My man just taking L's in this doc. - It only gets worse from there with European colonization of Australia. The montage over time, here, is very cleverly done. We see Australian cave paintings depicting the arrival of European ships, and as the camera zooms out the view is behind prison bars (referencing the fact that the first European immigrants to Australia were British prisoners). Tally marks on a stone prison wall turn into taller, stylized fences keeping in sheep grazing on Australian fields (with the sound of sheep in the background), and even taller trees that then shift back into the normal stop motion models. A modern sugar glider notices off-screen people cutting its tree down, first with an axe (like in earlier centuries), and later a chainsaw (which forces it to glide off of its tree branch).
This turns out to be the side of a truck, and we get a scene of a modern Australian urban area. A plain brick wall is decorated by various graffiti paintings over time until they fade out and some vines inexplicably grow on the wall. The camera slowly pans up and…it’s a post-apocalyptic scene where buildings have crumbled. And humans have gone extinct. A rat comes across a partially-buried human skull. I couldn’t make this up if I tried.

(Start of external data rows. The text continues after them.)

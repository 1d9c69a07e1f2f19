//! Error types shared across the application.

use std::fmt::{Display, Formatter};

/// Shared application result type.
pub type Result<T> = std::result::Result<T, AppError>;

/// Application error enumeration covering all domain failure modes.
#[derive(Debug)]
pub enum AppError {
    /// Configuration parsing or validation failure.
    Config(String),
    /// File-system or I/O operation failure.
    Io(String),
    /// Shared-memory segment could not be created, attached or sized.
    Channel(String),
    /// Signalling, enumerating or inspecting a process failed.
    Process(String),
    /// Job description is malformed or references something unusable.
    Job(String),
    /// Supervisor checkpoint could not be written.
    Checkpoint(String),
    /// The single-instance guard file is held by someone else.
    Lock(String),
    /// Packing or unpacking an archive failed.
    Archive(String),
    /// A sequenced (non-daemon) task exited unsuccessfully.
    ChildFailed {
        /// Name of the application that failed.
        task: String,
        /// Raw exit code, `None` when terminated by a signal.
        code: Option<i32>,
    },
}

impl Display for AppError {
    fn fmt(&self, f: &mut Formatter<'_>) -> std::fmt::Result {
        match self {
            Self::Config(msg) => write!(f, "config: {msg}"),
            Self::Io(msg) => write!(f, "io: {msg}"),
            Self::Channel(msg) => write!(f, "channel: {msg}"),
            Self::Process(msg) => write!(f, "process: {msg}"),
            Self::Job(msg) => write!(f, "job: {msg}"),
            Self::Checkpoint(msg) => write!(f, "checkpoint: {msg}"),
            Self::Lock(msg) => write!(f, "lock: {msg}"),
            Self::Archive(msg) => write!(f, "archive: {msg}"),
            Self::ChildFailed { task, code } => match code {
                Some(code) => write!(f, "child failed: {task} exited with code {code}"),
                None => write!(f, "child failed: {task} terminated by signal"),
            },
        }
    }
}

impl std::error::Error for AppError {}

impl From<toml::de::Error> for AppError {
    fn from(err: toml::de::Error) -> Self {
        Self::Config(format!("invalid config: {err}"))
    }
}

impl From<std::io::Error> for AppError {
    fn from(err: std::io::Error) -> Self {
        Self::Io(err.to_string())
    }
}

#[cfg(unix)]
impl From<nix::errno::Errno> for AppError {
    fn from(err: nix::errno::Errno) -> Self {
        Self::Process(err.desc().to_owned())
    }
}
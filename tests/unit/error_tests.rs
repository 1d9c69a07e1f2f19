//! Error display strings.

use gridvisor::AppError;

#[test]
fn display_prefixes_by_kind() {
    assert_eq!(AppError::Config("bad".into()).to_string(), "config: bad");
    assert_eq!(AppError::Lock("held".into()).to_string(), "lock: held");
    assert_eq!(AppError::Checkpoint("disk".into()).to_string(), "checkpoint: disk");
}

#[test]
fn child_failure_names_the_task() {
    let exited = AppError::ChildFailed {
        task: "solver".into(),
        code: Some(3),
    };
    assert_eq!(exited.to_string(), "child failed: solver exited with code 3");

    let signalled = AppError::ChildFailed {
        task: "solver".into(),
        code: None,
    };
    assert_eq!(signalled.to_string(), "child failed: solver terminated by signal");
}

#[test]
fn io_and_toml_errors_convert() {
    let io: AppError = std::io::Error::new(std::io::ErrorKind::NotFound, "gone").into();
    assert!(matches!(io, AppError::Io(msg) if msg.contains("gone")));

    let toml_err = toml::from_str::<toml::Value>("= broken").unwrap_err();
    let converted: AppError = toml_err.into();
    assert!(matches!(converted, AppError::Config(_)));
}
//! `gridvisor`: runtime and task supervisor for long-running jobs hosted by
//! a volunteer-computing client.
//!
//! The [`runtime`] half is linked into a compute application and talks to
//! the controlling client over shared-memory [`channel`]s; the
//! [`supervisor`] half runs unmodified executables as a weighted task
//! sequence and forwards the same lifecycle to their process trees.

pub mod archive;
pub mod channel;
pub mod config;
pub mod errors;
pub mod process;
pub mod runtime;
pub mod supervisor;
pub mod wire;

pub use config::RuntimeConfig;
pub use errors::{AppError, Result};
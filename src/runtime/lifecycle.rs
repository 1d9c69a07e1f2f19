//! Suspend/quit/abort state machine with critical-section deferral.
//!
//! Requests arriving while the critical-section depth is above zero are
//! latched. Whoever observes the depth at zero afterwards (the computation
//! leaving its last section, or the loop re-checking right after latching)
//! claims each latch with a `swap`, so a deferred request is applied exactly
//! once no matter how many duplicates arrived.

use std::fmt;
use std::sync::atomic::{AtomicBool, AtomicU32, AtomicU8, Ordering};
use std::sync::{Arc, PoisonError, RwLock};

use serde::Serialize;
use tracing::{error, info, warn};

use super::status::RuntimeStatus;

/// Exit code reported after an abort request.
pub const EXIT_ABORTED_BY_CLIENT: i32 = 194;

/// Observable lifecycle state.
#[derive(Debug, Clone, Copy, PartialEq, Eq, Serialize)]
#[serde(rename_all = "snake_case")]
pub enum LifecycleState {
    /// Making progress.
    Running,
    /// Suspended by the client.
    Suspended,
    /// Inside a critical section; control requests are deferred.
    CheckpointPending,
    /// Quit applied; exiting so the job can restart from its checkpoint.
    Quitting,
    /// Abort applied; exiting for good.
    Aborting,
}

/// Why the application is leaving.
#[derive(Debug, Clone, Copy, PartialEq, Eq, Serialize)]
#[serde(rename_all = "snake_case")]
pub enum ExitReason {
    /// The client sent `<quit/>`.
    Quit,
    /// No heartbeat for the give-up period.
    HeartbeatLost,
    /// The client sent `<abort/>`.
    Abort,
}

impl ExitReason {
    /// Process exit code for this reason.
    #[must_use]
    pub const fn exit_code(self) -> i32 {
        match self {
            Self::Quit | Self::HeartbeatLost => 0,
            Self::Abort => EXIT_ABORTED_BY_CLIENT,
        }
    }

    const fn encode(self) -> u8 {
        match self {
            Self::Quit => 1,
            Self::HeartbeatLost => 2,
            Self::Abort => 3,
        }
    }

    const fn decode(raw: u8) -> Option<Self> {
        match raw {
            1 => Some(Self::Quit),
            2 => Some(Self::HeartbeatLost),
            3 => Some(Self::Abort),
            _ => None,
        }
    }
}

impl fmt::Display for ExitReason {
    fn fmt(&self, f: &mut fmt::Formatter<'_>) -> fmt::Result {
        match self {
            Self::Quit => f.write_str("quit requested"),
            Self::HeartbeatLost => f.write_str("heartbeat lost"),
            Self::Abort => f.write_str("abort requested"),
        }
    }
}

/// Action run when a quit or abort is applied with direct process action.
pub type ExitHook = Arc<dyn Fn(ExitReason) + Send + Sync>;

/// Best-effort diagnostic capture run before an abort takes effect.
pub type AbortHook = Arc<dyn Fn() + Send + Sync>;

fn default_exit_hook() -> ExitHook {
    Arc::new(|reason: ExitReason| {
        info!(%reason, code = reason.exit_code(), "exiting");
        std::process::exit(reason.exit_code());
    })
}

/// Lifecycle state machine.
pub struct Lifecycle {
    depth: AtomicU32,
    pending_suspend: AtomicBool,
    pending_quit: AtomicU8,
    pending_abort: AtomicBool,
    exit_reason: AtomicU8,
    direct_action: bool,
    exit_hook: RwLock<ExitHook>,
    abort_hook: RwLock<Option<AbortHook>>,
}

impl fmt::Debug for Lifecycle {
    fn fmt(&self, f: &mut fmt::Formatter<'_>) -> fmt::Result {
        f.debug_struct("Lifecycle")
            .field("depth", &self.depth())
            .field("exit_reason", &self.exit_reason())
            .field("direct_action", &self.direct_action)
            .finish_non_exhaustive()
    }
}

impl Lifecycle {
    /// New machine. With `direct_action`, quit and abort run the exit hook;
    /// otherwise they only flag the status for an owner to act on.
    #[must_use]
    pub fn new(direct_action: bool) -> Self {
        Self {
            depth: AtomicU32::new(0),
            pending_suspend: AtomicBool::new(false),
            pending_quit: AtomicU8::new(0),
            pending_abort: AtomicBool::new(false),
            exit_reason: AtomicU8::new(0),
            direct_action,
            exit_hook: RwLock::new(default_exit_hook()),
            abort_hook: RwLock::new(None),
        }
    }

    /// Replace the exit action.
    pub fn set_exit_hook(&self, hook: ExitHook) {
        *self.exit_hook.write().unwrap_or_else(PoisonError::into_inner) = hook;
    }

    /// Install a diagnostic capture for aborts.
    pub fn set_abort_hook(&self, hook: AbortHook) {
        *self.abort_hook.write().unwrap_or_else(PoisonError::into_inner) = Some(hook);
    }

    /// Current critical-section depth.
    #[must_use]
    pub fn depth(&self) -> u32 {
        self.depth.load(Ordering::Acquire)
    }

    /// Applied exit reason, if any.
    #[must_use]
    pub fn exit_reason(&self) -> Option<ExitReason> {
        ExitReason::decode(self.exit_reason.load(Ordering::Acquire))
    }

    /// Derived state.
    #[must_use]
    pub fn state(&self, status: &RuntimeStatus) -> LifecycleState {
        match self.exit_reason() {
            Some(ExitReason::Abort) => LifecycleState::Aborting,
            Some(_) => LifecycleState::Quitting,
            None if self.depth() > 0 => LifecycleState::CheckpointPending,
            None if status.is_suspended() => LifecycleState::Suspended,
            None => LifecycleState::Running,
        }
    }

    /// Enter a critical section.
    pub fn enter(&self) {
        self.depth.fetch_add(1, Ordering::AcqRel);
    }

    /// Leave a critical section; at depth zero apply latched requests.
    pub fn leave(&self, status: &RuntimeStatus) {
        let previous = self
            .depth
            .fetch_update(Ordering::AcqRel, Ordering::Acquire, |d| Some(d.saturating_sub(1)))
            .unwrap_or(0);
        if previous == 0 {
            warn!("leave_critical_section without matching enter");
        }
        if previous <= 1 {
            self.apply_pending(status);
        }
    }

    /// Suspend request from the client.
    pub fn request_suspend(&self, status: &RuntimeStatus) {
        if self.exit_reason().is_some() {
            return;
        }
        if self.depth() > 0 {
            self.pending_suspend.store(true, Ordering::Release);
            self.recheck(status);
        } else {
            apply_suspend(status);
        }
    }

    /// Resume request. Never deferred; also cancels a latched suspend.
    pub fn request_resume(&self, status: &RuntimeStatus) {
        self.pending_suspend.store(false, Ordering::Release);
        if status.is_suspended() {
            info!("resumed");
        }
        status.set_suspended(false);
    }

    /// Quit request, from the client or from heartbeat loss.
    pub fn request_quit(&self, reason: ExitReason, status: &RuntimeStatus) {
        if self.depth() > 0 {
            let _ = self.pending_quit.compare_exchange(
                0,
                reason.encode(),
                Ordering::AcqRel,
                Ordering::Acquire,
            );
            self.recheck(status);
        } else {
            self.apply_quit(reason, status);
        }
    }

    /// Abort request from the client.
    pub fn request_abort(&self, status: &RuntimeStatus) {
        if self.depth() > 0 {
            self.pending_abort.store(true, Ordering::Release);
            self.recheck(status);
        } else {
            self.apply_abort(status);
        }
    }

    /// Close the race where the computation left its section between our
    /// depth check and the latch store.
    fn recheck(&self, status: &RuntimeStatus) {
        if self.depth() == 0 {
            self.apply_pending(status);
        }
    }

    fn apply_pending(&self, status: &RuntimeStatus) {
        if self.pending_abort.swap(false, Ordering::AcqRel) {
            self.pending_quit.store(0, Ordering::Release);
            self.pending_suspend.store(false, Ordering::Release);
            self.apply_abort(status);
            return;
        }
        if let Some(reason) = ExitReason::decode(self.pending_quit.swap(0, Ordering::AcqRel)) {
            self.pending_suspend.store(false, Ordering::Release);
            self.apply_quit(reason, status);
            return;
        }
        if self.pending_suspend.swap(false, Ordering::AcqRel) && self.exit_reason().is_none() {
            apply_suspend(status);
        }
    }

    fn apply_quit(&self, reason: ExitReason, status: &RuntimeStatus) {
        if self
            .exit_reason
            .compare_exchange(0, reason.encode(), Ordering::AcqRel, Ordering::Acquire)
            .is_err()
        {
            return;
        }
        info!(%reason, "quitting");
        status.set_quit_requested();
        if self.direct_action {
            self.run_exit_hook(reason);
        }
    }

    fn apply_abort(&self, status: &RuntimeStatus) {
        let previous = self
            .exit_reason
            .swap(ExitReason::Abort.encode(), Ordering::AcqRel);
        if previous == ExitReason::Abort.encode() {
            return;
        }
        error!("abort requested by client");
        status.set_abort_requested();
        let hook = self
            .abort_hook
            .read()
            .unwrap_or_else(PoisonError::into_inner)
            .clone();
        if let Some(hook) = hook {
            hook();
        }
        if self.direct_action {
            self.run_exit_hook(ExitReason::Abort);
        }
    }

    fn run_exit_hook(&self, reason: ExitReason) {
        let hook = Arc::clone(&self.exit_hook.read().unwrap_or_else(PoisonError::into_inner));
        hook(reason);
    }
}

fn apply_suspend(status: &RuntimeStatus) {
    if !status.is_suspended() {
        info!("suspended");
    }
    status.set_suspended(true);
}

All while the narrator explains how Australia has another 50 million years before it collides with continents up north, and how humanity will (surely?) be extinct by then. And that’s the end of the doc. - Well, sort of. As the credits roll, the rat next to the human skull picks up a bone, smacks it a bit into its other hand like you would with a baton, then throws it up, only to get hit in the head by it as it falls back down. The disgruntled rat leaves.
- I promise you this ending isn’t as weird as it sounds, I’m just kind of bad at describing it. It does, however, have a bittersweet energy to it. For the last several minutes of this doc, anthropogenic impact is portrayed in a rather negative light, from possibly the Late Pleistocene to the present day, and it’s kind of sad to see Australia’s fauna succumbing to humanity. But then, of course, humans are depicted going extinct. The rat staring at the human skull while playing with an old bone is, while kind of humorous, also leaves open the possibility for new life to emerge after the extinction of humans, especially with Australia’s remaining 50 million years of isolation.
Final verdict:
There’s not really much I can think of saying other than “old stop motion, dated but still very much charming, with an interesting premise”. Fun fact: during the production of this doc, Jurassic Park came out, and the then-advanced CGI in that film actually discouraged Nick Hilligoss about creating this now-seemingly outdated stop motion. The fact that he obviously made and released it anyway commands respect to him. I still recommend giving this a watch, because it is one of a kind. Appreciate it for what it set out to be at the time.